Looking for more inspiration? We've found six resistance band exercises that allow you to build your arm muscles from home, as well as a guide on how to use a resistance band to do a deadlift

Best resistance band workouts

Under 15-minute beginner resistance band workout

Length: 12:30
Equipment needed: Tube bands with handles

This is a great beginner's workout — whether you're new to working out with resistance bands, or new to working out entirely. It's short but intense; it's made up entirely of low-impact strength exercises, and none of the moves are cardio filler just to "keep you moving." The workout is well-organized, and the breaks between sets offer enough time for the instructor to explain the upcoming move so even total newbies will be able to transition seamlessly. In addition to the narration, the video also has audio and visual cues such as chimes, a countdown timer, and a progress bar. While this might not seem necessary, it is extremely helpful if you're trying to follow a workout video in a less-than-optimal setting, such as on the five-inch screen of a smartphone.

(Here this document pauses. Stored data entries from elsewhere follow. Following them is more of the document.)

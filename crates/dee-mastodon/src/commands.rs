use anyhow::Result;
use tracing::debug;

use crate::api::MastodonClient;
use crate::cli::{ConfigCommand, ConfigSetArgs, TagsCommand};
use crate::config::{self, AppConfig};
use crate::display::{self, Action, Rendered, NOT_FOLLOWING_ANY, NO_FEATURED};
use crate::entities::{self, EmptyRecord, FeaturedTag, Tag};
use crate::models::{AppError, OutputMode, SuccessItem, SuccessMessage};

pub fn tags(command: &TagsCommand, mode: &OutputMode) -> Result<()> {
    let credentials = config::require_credentials()?;
    debug!(instance = %credentials.instance, "using instance");
    let client = MastodonClient::new(&credentials)?;

    let rendered = match command {
        TagsCommand::Followed => followed(&client, mode)?,
        TagsCommand::Follow(args) => follow(&client, mode, &args.name)?,
        TagsCommand::Unfollow(args) => unfollow(&client, mode, &args.name)?,
        TagsCommand::Info(args) => info(&client, mode, &args.name)?,
        TagsCommand::Featured => featured(&client, mode)?,
        TagsCommand::Feature(args) => feature(&client, mode, &args.name)?,
        TagsCommand::Unfeature(args) => unfeature(&client, mode, &args.tag)?,
    };

    rendered.print()
}

fn followed(client: &MastodonClient, mode: &OutputMode) -> Result<Rendered> {
    let raw = client.followed_tags()?;
    let tags: Vec<Tag> = entities::map_many(&raw)?;
    Ok(display::render_listing(mode, &tags, NOT_FOLLOWING_ANY)?)
}

fn follow(client: &MastodonClient, mode: &OutputMode, name: &str) -> Result<Rendered> {
    let name = normalize_tag_name(name)?;
    let tag: Tag = entities::map_one(&client.follow_tag(&name)?)?;
    Ok(display::render_confirmation(
        mode,
        Action::Followed,
        &name,
        &tag,
    )?)
}

fn unfollow(client: &MastodonClient, mode: &OutputMode, name: &str) -> Result<Rendered> {
    let name = normalize_tag_name(name)?;
    let tag: Tag = entities::map_one(&client.unfollow_tag(&name)?)?;
    Ok(display::render_confirmation(
        mode,
        Action::Unfollowed,
        &name,
        &tag,
    )?)
}

fn info(client: &MastodonClient, mode: &OutputMode, name: &str) -> Result<Rendered> {
    let name = normalize_tag_name(name)?;
    let tag: Tag = entities::map_one(&client.tag(&name)?)?;
    Ok(display::render_tag_info(mode, &tag)?)
}

fn featured(client: &MastodonClient, mode: &OutputMode) -> Result<Rendered> {
    let tags = featured_tags(client)?;
    Ok(display::render_listing(mode, &tags, NO_FEATURED)?)
}

fn feature(client: &MastodonClient, mode: &OutputMode, name: &str) -> Result<Rendered> {
    let name = normalize_tag_name(name)?;
    let tag: FeaturedTag = entities::map_one(&client.feature_tag(&name)?)?;
    Ok(display::render_confirmation(
        mode,
        Action::Featured,
        &tag.name,
        &tag,
    )?)
}

fn unfeature(client: &MastodonClient, mode: &OutputMode, name_or_id: &str) -> Result<Rendered> {
    let tags = featured_tags(client)?;
    let tag = find_featured(&tags, name_or_id)
        .ok_or_else(|| AppError::NotFound(format!("featured tag `{name_or_id}`")))?;
    debug!(id = %tag.id, name = %tag.name, "resolved featured tag");

    client.unfeature_tag(&tag.id)?;
    Ok(display::render_confirmation(
        mode,
        Action::Unfeatured,
        &tag.name,
        &EmptyRecord::default(),
    )?)
}

fn featured_tags(client: &MastodonClient) -> Result<Vec<FeaturedTag>> {
    let raw = client.featured_tags()?;
    Ok(entities::map_many(&raw)?)
}

/// An exact id match wins over a name match.
fn find_featured<'a>(tags: &'a [FeaturedTag], name_or_id: &str) -> Option<&'a FeaturedTag> {
    let wanted = name_or_id.trim();
    if let Some(tag) = tags.iter().find(|t| t.id == wanted) {
        return Some(tag);
    }
    let name = wanted.trim_start_matches('#').to_lowercase();
    tags.iter().find(|t| t.name.to_lowercase() == name)
}

fn normalize_tag_name(raw: &str) -> Result<String, AppError> {
    let name = raw.trim().trim_start_matches('#');
    if entities::is_valid_tag_name(name) {
        Ok(name.to_string())
    } else {
        Err(AppError::InvalidArgument(format!("invalid hashtag `{raw}`")))
    }
}

pub fn config(command: &ConfigCommand, mode: &OutputMode) -> Result<()> {
    match command {
        ConfigCommand::Set(args) => config_set(args, mode),
        ConfigCommand::Show => config_show(mode),
        ConfigCommand::Path => {
            println!("{}", config::config_path()?.display());
            Ok(())
        }
    }
}

fn config_set(args: &ConfigSetArgs, mode: &OutputMode) -> Result<()> {
    let mut cfg = config::load_config_or_default()?;
    cfg.set(&args.key, &args.value)?;
    config::save_config(&cfg)?;

    let message = format!("Saved {}", args.key);
    if mode.json {
        print_json(&SuccessMessage { ok: true, message })
    } else if mode.quiet {
        Ok(())
    } else {
        println!("{message}");
        Ok(())
    }
}

fn config_show(mode: &OutputMode) -> Result<()> {
    #[derive(serde::Serialize)]
    struct ConfigShowItem {
        path: String,
        instance: Option<String>,
        access_token_set: bool,
    }

    let path = config::config_path()?;
    let cfg: AppConfig = config::effective_config()?;
    let item = ConfigShowItem {
        path: path.display().to_string(),
        instance: cfg.instance,
        access_token_set: cfg
            .access_token
            .is_some_and(|token| !token.trim().is_empty()),
    };

    if mode.json {
        print_json(&SuccessItem { ok: true, item })
    } else {
        println!("path: {}", item.path);
        println!("instance: {}", item.instance.as_deref().unwrap_or("(not set)"));
        println!("access_token_set: {}", item.access_token_set);
        Ok(())
    }
}

fn print_json<T: serde::Serialize>(value: &T) -> Result<()> {
    println!("{}", serde_json::to_string(value)?);
    Ok(())
}
#![allow(deprecated)]
//! Walks through follow/feature sessions the way a user would, swapping the mocked
//! server state between steps.
use assert_cmd::Command;
use httpmock::prelude::*;
use httpmock::Mock;
use serde_json::{json, Value};
use tempfile::TempDir;

fn bin(server: &MockServer, home: &TempDir) -> Command {
    let mut cmd = Command::cargo_bin("dee-mastodon").unwrap();
    cmd.env("HOME", home.path());
    cmd.env("XDG_CONFIG_HOME", home.path().join("config"));
    cmd.env("DEE_MASTODON_INSTANCE", server.base_url());
    cmd.env("DEE_MASTODON_TOKEN", "test-token");
    cmd.env_remove("RUST_LOG");
    cmd.env_remove("FORCE_COLOR");
    cmd.env("NO_COLOR", "1");
    cmd
}

fn run(server: &MockServer, home: &TempDir, args: &[&str]) -> String {
    let out = bin(server, home).args(args).output().unwrap();
    assert!(
        out.status.success(),
        "{args:?} failed: {}",
        String::from_utf8_lossy(&out.stderr)
    );
    String::from_utf8_lossy(&out.stdout).trim().to_string()
}

fn run_json(server: &MockServer, home: &TempDir, args: &[&str]) -> Value {
    let mut args = args.to_vec();
    args.push("--json");
    serde_json::from_str(&run(server, home, &args)).expect("stdout must be valid JSON")
}

fn find_tags(stdout: &str) -> Vec<String> {
    let mut tags: Vec<String> = stdout
        .split_whitespace()
        .filter(|word| word.starts_with('#'))
        .map(str::to_owned)
        .collect();
    tags.sort();
    tags
}

fn followed<'a>(server: &'a MockServer, names: &[&str]) -> Mock<'a> {
    let body: Vec<Value> = names
        .iter()
        .map(|name| json!({"name": name, "following": true, "history": []}))
        .collect();
    server.mock(|when, then| {
        when.method(GET).path("/api/v1/followed_tags");
        then.status(200).json_body(Value::Array(body));
    })
}

fn follow_action<'a>(server: &'a MockServer, name: &str, action: &str) -> Mock<'a> {
    let following = action == "follow";
    let path = format!("/api/v1/tags/{name}/{action}");
    server.mock(|when, then| {
        when.method(POST).path(path);
        then.status(200)
            .json_body(json!({"name": name, "following": following}));
    })
}

fn featured<'a>(server: &'a MockServer, tags: &[(&str, &str)]) -> Mock<'a> {
    let body: Vec<Value> = tags
        .iter()
        .map(|(id, name)| json!({"id": id, "name": name, "statuses_count": 0}))
        .collect();
    server.mock(|when, then| {
        when.method(GET).path("/api/v1/featured_tags");
        then.status(200).json_body(Value::Array(body));
    })
}

#[test]
fn follow_and_unfollow_session() {
    let server = MockServer::start();
    let home = TempDir::new().unwrap();

    let mut list = followed(&server, &[]);
    assert_eq!(
        run(&server, &home, &["tags", "followed"]),
        "You're not following any hashtags"
    );

    let mut action = follow_action(&server, "foo", "follow");
    assert_eq!(
        run(&server, &home, &["tags", "follow", "foo"]),
        "✓ You are now following #foo"
    );
    action.delete();
    list.delete();

    let mut list = followed(&server, &["foo"]);
    assert_eq!(
        find_tags(&run(&server, &home, &["tags", "followed"])),
        ["#foo"]
    );

    let mut action = follow_action(&server, "bar", "follow");
    assert_eq!(
        run(&server, &home, &["tags", "follow", "bar"]),
        "✓ You are now following #bar"
    );
    action.delete();
    list.delete();

    // Most recently followed first, as the server returns them.
    let mut list = followed(&server, &["bar", "foo"]);
    assert_eq!(
        find_tags(&run(&server, &home, &["tags", "followed"])),
        ["#bar", "#foo"]
    );

    let mut action = follow_action(&server, "foo", "unfollow");
    assert_eq!(
        run(&server, &home, &["tags", "unfollow", "foo"]),
        "✓ You are no longer following #foo"
    );
    action.delete();
    list.delete();

    let mut list = followed(&server, &["bar"]);
    assert_eq!(
        find_tags(&run(&server, &home, &["tags", "followed"])),
        ["#bar"]
    );

    let mut action = follow_action(&server, "bar", "unfollow");
    assert_eq!(
        run(&server, &home, &["tags", "unfollow", "bar"]),
        "✓ You are no longer following #bar"
    );
    action.delete();
    list.delete();

    followed(&server, &[]);
    assert_eq!(
        run(&server, &home, &["tags", "followed"]),
        "You're not following any hashtags"
    );
}

#[test]
fn follow_session_json() {
    let server = MockServer::start();
    let home = TempDir::new().unwrap();

    let mut list = followed(&server, &[]);
    assert_eq!(run_json(&server, &home, &["tags", "followed"]), json!([]));
    list.delete();

    follow_action(&server, "foo", "follow");
    follow_action(&server, "bar", "follow");
    let tag = run_json(&server, &home, &["tags", "follow", "foo"]);
    assert_eq!(tag["name"], json!("foo"));
    assert_eq!(tag["following"], json!(true));

    let mut list = followed(&server, &["bar", "foo"]);
    let tags = run_json(&server, &home, &["tags", "followed"]);
    let mut names: Vec<&str> = tags
        .as_array()
        .unwrap()
        .iter()
        .map(|t| t["name"].as_str().unwrap())
        .collect();
    names.sort();
    assert_eq!(names, ["bar", "foo"]);
    list.delete();

    follow_action(&server, "foo", "unfollow");
    let tag = run_json(&server, &home, &["tags", "unfollow", "foo"]);
    assert_eq!(tag["name"], json!("foo"));
    assert_eq!(tag["following"], json!(false));

    followed(&server, &[]);
    assert_eq!(run_json(&server, &home, &["tags", "followed"]), json!([]));
}

#[test]
fn feature_and_unfeature_session() {
    let server = MockServer::start();
    let home = TempDir::new().unwrap();

    let mut list = featured(&server, &[]);
    assert_eq!(
        run(&server, &home, &["tags", "featured"]),
        "You don't have any featured hashtags"
    );
    list.delete();

    server.mock(|when, then| {
        when.method(POST)
            .path("/api/v1/featured_tags")
            .json_body(json!({"name": "foo"}));
        then.status(200)
            .json_body(json!({"id": "1", "name": "foo", "statuses_count": 0}));
    });
    server.mock(|when, then| {
        when.method(POST)
            .path("/api/v1/featured_tags")
            .json_body(json!({"name": "bar"}));
        then.status(200)
            .json_body(json!({"id": "2", "name": "bar", "statuses_count": 0}));
    });
    assert_eq!(
        run(&server, &home, &["tags", "feature", "foo"]),
        "✓ Tag #foo is now featured"
    );
    assert_eq!(
        run(&server, &home, &["tags", "feature", "bar"]),
        "✓ Tag #bar is now featured"
    );

    let mut list = featured(&server, &[("1", "foo"), ("2", "bar")]);
    assert_eq!(
        find_tags(&run(&server, &home, &["tags", "featured"])),
        ["#bar", "#foo"]
    );

    let mut delete = server.mock(|when, then| {
        when.method(DELETE).path("/api/v1/featured_tags/1");
        then.status(200).json_body(json!({}));
    });
    assert_eq!(
        run(&server, &home, &["tags", "unfeature", "foo"]),
        "✓ Tag #foo is no longer featured"
    );
    delete.assert();
    delete.delete();
    list.delete();

    let mut list = featured(&server, &[("2", "bar")]);
    let delete = server.mock(|when, then| {
        when.method(DELETE).path("/api/v1/featured_tags/2");
        then.status(200).json_body(json!({}));
    });
    assert_eq!(
        run(&server, &home, &["tags", "unfeature", "2"]),
        "✓ Tag #bar is no longer featured"
    );
    delete.assert();
    list.delete();

    featured(&server, &[]);
    assert_eq!(
        run(&server, &home, &["tags", "featured"]),
        "You don't have any featured hashtags"
    );
}

#[test]
fn unfeature_session_json_prints_empty_objects() {
    let server = MockServer::start();
    let home = TempDir::new().unwrap();

    featured(&server, &[("1", "foo"), ("2", "bar")]);
    server.mock(|when, then| {
        when.method(DELETE).path_contains("/api/v1/featured_tags/");
        then.status(200).json_body(json!({}));
    });

    assert_eq!(
        run_json(&server, &home, &["tags", "unfeature", "foo"]),
        json!({})
    );
    assert_eq!(
        run_json(&server, &home, &["tags", "unfeature", "2"]),
        json!({})
    );
}
use serde::Serialize;
use thiserror::Error;

use crate::entities::MappingError;

#[derive(Debug, Clone, Copy)]
pub struct OutputMode {
    pub json: bool,
    pub quiet: bool,
    pub verbose: bool,
}

#[derive(Debug, Error)]
pub enum AppError {
    #[error("Config directory is unavailable")]
    ConfigDirUnavailable,
    #[error("Instance is not configured. Run `dee-mastodon config set instance <url>`")]
    ConfigMissing,
    #[error("Access token is missing. Run `dee-mastodon config set access_token <token>`")]
    AuthMissing,
    #[error("Invalid argument: {0}")]
    InvalidArgument(String),
    #[error("Network request failed: {0}")]
    RequestFailed(String),
    #[error("Access token was rejected: {0}")]
    Unauthorized(String),
    #[error("Mastodon API error: {0}")]
    ApiError(String),
    #[error("Not found: {0}")]
    NotFound(String),
    #[error("Failed to parse API response")]
    ParseFailed,
}

impl AppError {
    pub fn code(&self) -> &'static str {
        match self {
            Self::ConfigDirUnavailable | Self::ConfigMissing => "CONFIG_MISSING",
            Self::AuthMissing => "AUTH_MISSING",
            Self::InvalidArgument(_) => "INVALID_ARGUMENT",
            Self::RequestFailed(_) => "REQUEST_FAILED",
            Self::Unauthorized(_) => "AUTH_FAILED",
            Self::ApiError(_) => "API_ERROR",
            Self::NotFound(_) => "NOT_FOUND",
            Self::ParseFailed => "PARSE_FAILED",
        }
    }
}

pub fn classify_error_code(err: &anyhow::Error) -> &'static str {
    if let Some(app) = err.downcast_ref::<AppError>() {
        return app.code();
    }
    if err.downcast_ref::<MappingError>().is_some() {
        return "MAPPING_FAILED";
    }
    "INTERNAL_ERROR"
}

#[derive(Debug, Serialize)]
pub struct ErrorJson {
    pub ok: bool,
    pub error: String,
    pub code: String,
}

#[derive(Debug, Serialize)]
pub struct SuccessItem<T: Serialize> {
    pub ok: bool,
    pub item: T,
}

#[derive(Debug, Serialize)]
pub struct SuccessMessage {
    pub ok: bool,
    pub message: String,
}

Full-body mini resistance band workout

Length: 25 minutes
Equipment needed: Mini loop band

A lot of "full-body" workouts are way too focused on big movement — literally, exercises that work out your entire body. This is a great actual full-body workout, and is divided between legs/lower body, arms/upper body, and abs, with full-body movements between each section. This workout isn't narrated, but each exercise is labeled and demonstrated visually in between sets — it's pretty easy to follow, and there are additional audio cues (chime) and visual cues (set countdown timer) to help you stay on track.

Full-body resistance band pilates

Length: 20 minutes
Equipment needed: Flat/therapy bands

Flat or therapy resistance bands are typically used for physical therapy rather than workouts. But not all workouts need to be for fat-burning or muscle-building. Pilates is an easy, low-impact workout that helps improve your flexibility, posture, and balance. If you don't do a lot of Pilates, stretching, or paying attention to your posture, figuring out exactly what you need to do is a little intimidating, which is why I like this full-body pilates workout: It's easy to follow and the instructor does a lot of explaining, but it's paced fast enough that you won't get bored.

Full-body resistance band training workout

Length: 25 minutes
Equipment needed: Loop band

This workout combines full-body strength training with bursts of HIIT. If that sounds super intense, that's because it is — you'll both love and hate this one. All resistance band workouts can be adjusted to fit your fitness level, but this workout is geared slightly more toward veteran gym-goers. It's not difficult to follow along, but there isn't as much instruction (especially before the exercise starts); total beginners may feel lost at times. Also, this video has a different feel than the other videos on the list — more candid and rough around the edges — which you may find works better (or worse) to keep you motivated.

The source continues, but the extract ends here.